Futures price: The price at which the futures contract trades in the futures market.

Contract cycle: The currency futures contracts on the SEBI recognized exchanges have monthly expiry with a maximum of 12 month period. Hence, these exchanges can have 12 contracts outstanding at any given point in time.

Final settlement date: Value Date or Final settlement Date of each contract means the last business day of the contract cycle.

Expiry date: It is the last working day on which the final trade has to take place in the specified contract cycle period.
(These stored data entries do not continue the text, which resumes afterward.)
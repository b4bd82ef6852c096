//! 整支军队 / 多份军表的编制说明聚合
//! - collect_army_notes：按单位标识输出每个单位的说明 + 渲染片段，空单位不出现在结果中
//! - collect_all_army_notes：全军并集，字典序排序（汇总视图）

use rustc_hash::FxHashMap;
use serde::{Serialize, Serializer};
use serde_json::Value;
use std::fmt;

use super::formatter::format_notes_for_display;
use super::unit_notes::collect_unit_notes;
use crate::core::{json_type_name, CompositionNoteSet, RulesDictionary};

/// 单位标识：优先使用单位自身的 id，缺失时退回位置下标
#[derive(Debug, Clone, PartialEq, Eq, Hash)]
pub enum UnitKey {
    Id(String),
    Index(usize),
}

impl UnitKey {
    pub fn of(unit: &Value, index: usize) -> Self {
        match unit.get("id") {
            Some(Value::String(id)) if !id.is_empty() => UnitKey::Id(id.clone()),
            Some(Value::Number(id)) => UnitKey::Id(id.to_string()),
            _ => UnitKey::Index(index),
        }
    }
}

impl fmt::Display for UnitKey {
    fn fmt(&self, f: &mut fmt::Formatter<'_>) -> fmt::Result {
        match self {
            UnitKey::Id(id) => f.write_str(id),
            UnitKey::Index(idx) => write!(f, "{}", idx),
        }
    }
}

impl Serialize for UnitKey {
    fn serialize<S: Serializer>(&self, serializer: S) -> Result<S::Ok, S::Error> {
        serializer.collect_str(self)
    }
}

/// 单个单位的收集结果
#[derive(Debug, Clone, PartialEq, Serialize)]
pub struct UnitNotes {
    pub notes: Vec<String>,
    /// 展示片段（format_notes_for_display 的输出）
    pub rendered: String,
}

impl UnitNotes {
    fn from_set(set: CompositionNoteSet) -> Self {
        let notes = set.into_vec();
        let rendered = format_notes_for_display(Some(notes.as_slice()));
        Self { notes, rendered }
    }
}

/// 单位标识 → 收集结果，保持输入顺序
/// 重复标识覆盖原值，位置保持首次出现处
#[derive(Debug, Clone, Default, PartialEq)]
pub struct ArmyNotes {
    entries: Vec<(UnitKey, UnitNotes)>,
    positions: FxHashMap<UnitKey, usize>,
}

impl ArmyNotes {
    fn insert(&mut self, key: UnitKey, notes: UnitNotes) {
        match self.positions.get(&key) {
            Some(&pos) => self.entries[pos].1 = notes,
            None => {
                self.positions.insert(key.clone(), self.entries.len());
                self.entries.push((key, notes));
            }
        }
    }

    pub fn get(&self, key: &UnitKey) -> Option<&UnitNotes> {
        self.positions.get(key).map(|&pos| &self.entries[pos].1)
    }

    pub fn contains_key(&self, key: &UnitKey) -> bool {
        self.positions.contains_key(key)
    }

    pub fn len(&self) -> usize {
        self.entries.len()
    }

    pub fn is_empty(&self) -> bool {
        self.entries.is_empty()
    }

    pub fn iter(&self) -> impl Iterator<Item = (&UnitKey, &UnitNotes)> {
        self.entries.iter().map(|(k, v)| (k, v))
    }

    pub fn keys(&self) -> impl Iterator<Item = &UnitKey> {
        self.entries.iter().map(|(k, _)| k)
    }
}

impl Serialize for ArmyNotes {
    fn serialize<S: Serializer>(&self, serializer: S) -> Result<S::Ok, S::Error> {
        serializer.collect_map(self.iter())
    }
}

/// 逐单位收集；非数组输入返回空结果
pub fn collect_army_notes(units: &Value, dict: &RulesDictionary) -> ArmyNotes {
    let mut army = ArmyNotes::default();
    let Some(units) = as_unit_sequence(units) else {
        return army;
    };

    for (index, unit) in units.iter().enumerate() {
        let notes = collect_unit_notes(unit, dict);
        if notes.is_empty() {
            continue;
        }
        army.insert(UnitKey::of(unit, index), UnitNotes::from_set(notes));
    }
    army
}

/// 全军说明并集，字典序升序；非数组输入返回空列表
pub fn collect_all_army_notes(units: &Value, dict: &RulesDictionary) -> Vec<String> {
    let mut all = CompositionNoteSet::new();
    union_into(&mut all, units, dict);
    all.to_sorted_vec()
}

/// 多份军表的说明并集，字典序升序
pub fn collect_lists_notes(lists: &[&Value], dict: &RulesDictionary) -> Vec<String> {
    let mut all = CompositionNoteSet::new();
    for units in lists {
        union_into(&mut all, units, dict);
    }
    all.to_sorted_vec()
}

fn union_into(all: &mut CompositionNoteSet, units: &Value, dict: &RulesDictionary) {
    if let Some(units) = as_unit_sequence(units) {
        for unit in units {
            all.extend(collect_unit_notes(unit, dict).iter());
        }
    }
}

fn as_unit_sequence(units: &Value) -> Option<&Vec<Value>> {
    match units {
        Value::Array(units) => Some(units),
        other => {
            log::debug!("[NOTES] 批量输入非数组（{}），返回空结果", json_type_name(other));
            None
        }
    }
}

#[cfg(test)]
mod tests {
    use super::*;
    use serde_json::json;

    fn sample_dict() -> RulesDictionary {
        let mut dict = RulesDictionary::new();
        dict.insert_note("high elf prince", Some("Max 1 per 1000 points"));
        dict.insert_note("griffon", Some("Counts as Rare choice"));
        dict.insert_note("sword of might", Some("No duplicate magic items"));
        dict.insert_note("martial prowess", None);
        dict.insert_note("gromril armour", Some("Dwarfs only"));
        dict
    }

    #[test]
    fn test_all_army_notes_sorted_unique() {
        let army = json!([
            { "name": "High Elf Prince" },
            { "name": "High Elf Prince" },
            { "mount": "Griffon" },
            { "magicItems": ["Sword of Might"] }
        ]);
        assert_eq!(
            collect_all_army_notes(&army, &sample_dict()),
            vec!["Counts as Rare choice", "Max 1 per 1000 points", "No duplicate magic items"]
        );
    }

    #[test]
    fn test_all_army_notes_order_independent() {
        let dict = sample_dict();
        let forward = json!([{ "magicItems": ["Sword of Might"] }, { "mount": "Griffon" }, { "armor": "Gromril Armour" }]);
        let reversed = json!([{ "armor": "Gromril Armour" }, { "mount": "Griffon" }, { "magicItems": ["Sword of Might"] }]);
        let result = collect_all_army_notes(&forward, &dict);
        assert_eq!(result, collect_all_army_notes(&reversed, &dict));
        let mut sorted = result.clone();
        sorted.sort();
        assert_eq!(result, sorted);
    }

    #[test]
    fn test_army_notes_omits_empty_units() {
        let army = json!([
            { "id": "prince.1", "name": "High Elf Prince" },
            { "id": "spears", "name": "Spearmen", "specialRules": ["Martial Prowess"] },
            { "mount": "Griffon" }
        ]);
        let result = collect_army_notes(&army, &sample_dict());

        assert_eq!(result.len(), 2);
        assert!(!result.contains_key(&UnitKey::Id("spears".into())));
        assert_eq!(
            result.get(&UnitKey::Id("prince.1".into())).unwrap().notes,
            vec!["Max 1 per 1000 points"]
        );
        let by_index = result.get(&UnitKey::Index(2)).unwrap();
        assert_eq!(by_index.notes, vec!["Counts as Rare choice"]);
        assert!(by_index.rendered.contains("Counts as Rare choice"));
    }

    #[test]
    fn test_army_notes_numeric_id_and_serialization() {
        let army = json!([{ "id": 7, "name": "Griffon" }]);
        let result = collect_army_notes(&army, &sample_dict());
        let value = serde_json::to_value(&result).unwrap();
        assert_eq!(value["7"]["notes"], json!(["Counts as Rare choice"]));
    }

    #[test]
    fn test_non_sequence_input() {
        let dict = sample_dict();
        for input in [json!(null), json!({ "name": "High Elf Prince" }), json!("units")] {
            assert!(collect_army_notes(&input, &dict).is_empty());
            assert!(collect_all_army_notes(&input, &dict).is_empty());
        }
    }

    #[test]
    fn test_lists_notes_union() {
        let dict = sample_dict();
        let first = json!([{ "name": "Griffon" }]);
        let second = json!([{ "armor": "Gromril Armour" }, { "name": "Griffon" }]);
        let ignored = json!({ "not": "a list" });
        assert_eq!(
            collect_lists_notes(&[&second, &first, &ignored], &dict),
            vec!["Counts as Rare choice", "Dwarfs only"]
        );
    }
}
Since for USD INR trades, trade needs 2 days for settlement, the expiry date for such contracts is two working days before the final settlement date or value date.

Contract size: In the case of USD INR it is USD 1000; EUR INR it is EUR 1000; GBP INR it is GBP 1000, and in the case of JPY INR it is JPY 100,000. (Ref. RBI Circular: RBI/2009-10/290, dated 19th January, 2010).

Spread: Spread means the difference between futures price and the spot price. In a normal market, the spread is positive.

Initial margin: The derivative trades are transacted through a broker at the exchange; Investor has to deposit a certain amount with the broker before initiation of the trades. The amount that so deposited is known as initial margin. The margin requirement for currency trading is quite low which makes these trades highly leveraged market, and a small move could wipe your whole deposit.

You can check out the Span Margin Requirements for Currency Futures and options on the SAMCO Span Margin Calculator.

Mark-to-market: In the futures market, at the end of each trading day, the margin account is adjusted to reflect the investor’s gain or loss depending on the closing price of the futures which is known as marking-to-market. Depending on the profit and loss, the investors have to replenish the account to maintain the initial margin.

Intraday currency segment leverage (MIS) ranges from 3X to 15X depending on the underlying pair Intraday derivatives segment (MIS) trades are allowed at almost half the normal margins. Intraday cover order (CO) / Bracket order trades which have built in compulsory stop loss order can have far higher leverage than the normal. These are all compelling proposition to employ successful currency trading strategies for magnified returns.

Brokerage while Trading Currency Futures

Unlike Traditional brokers, at SAMCO, currency traders are charged flat Rs. 20 per executed order or 0.02%, whichever is lower.

You can check out the Currency Brokerage Calculator Here.

Why is currency futures trading in USD INR/ GBP INR/ EUR INR/ JPY INR emerging as a popular tool for traders, scalpers, jobbers?

There are 2 primary reasons why currency futures is emerging as a popular instrument for trading

  • Lower Transaction Costs – Unlike the Equities or Commodities Derivative trading where STT and CTT are applicable respectively, no STT is applicable while trading in currency derivatives meaning lower transaction costs and therefore higher profitability for traders
  • Small Tick Size and High Liquidity – The tick size in trading currency options is 1/4th of a paise i.e. 0.0025 and the contracts are extremely liquid as well.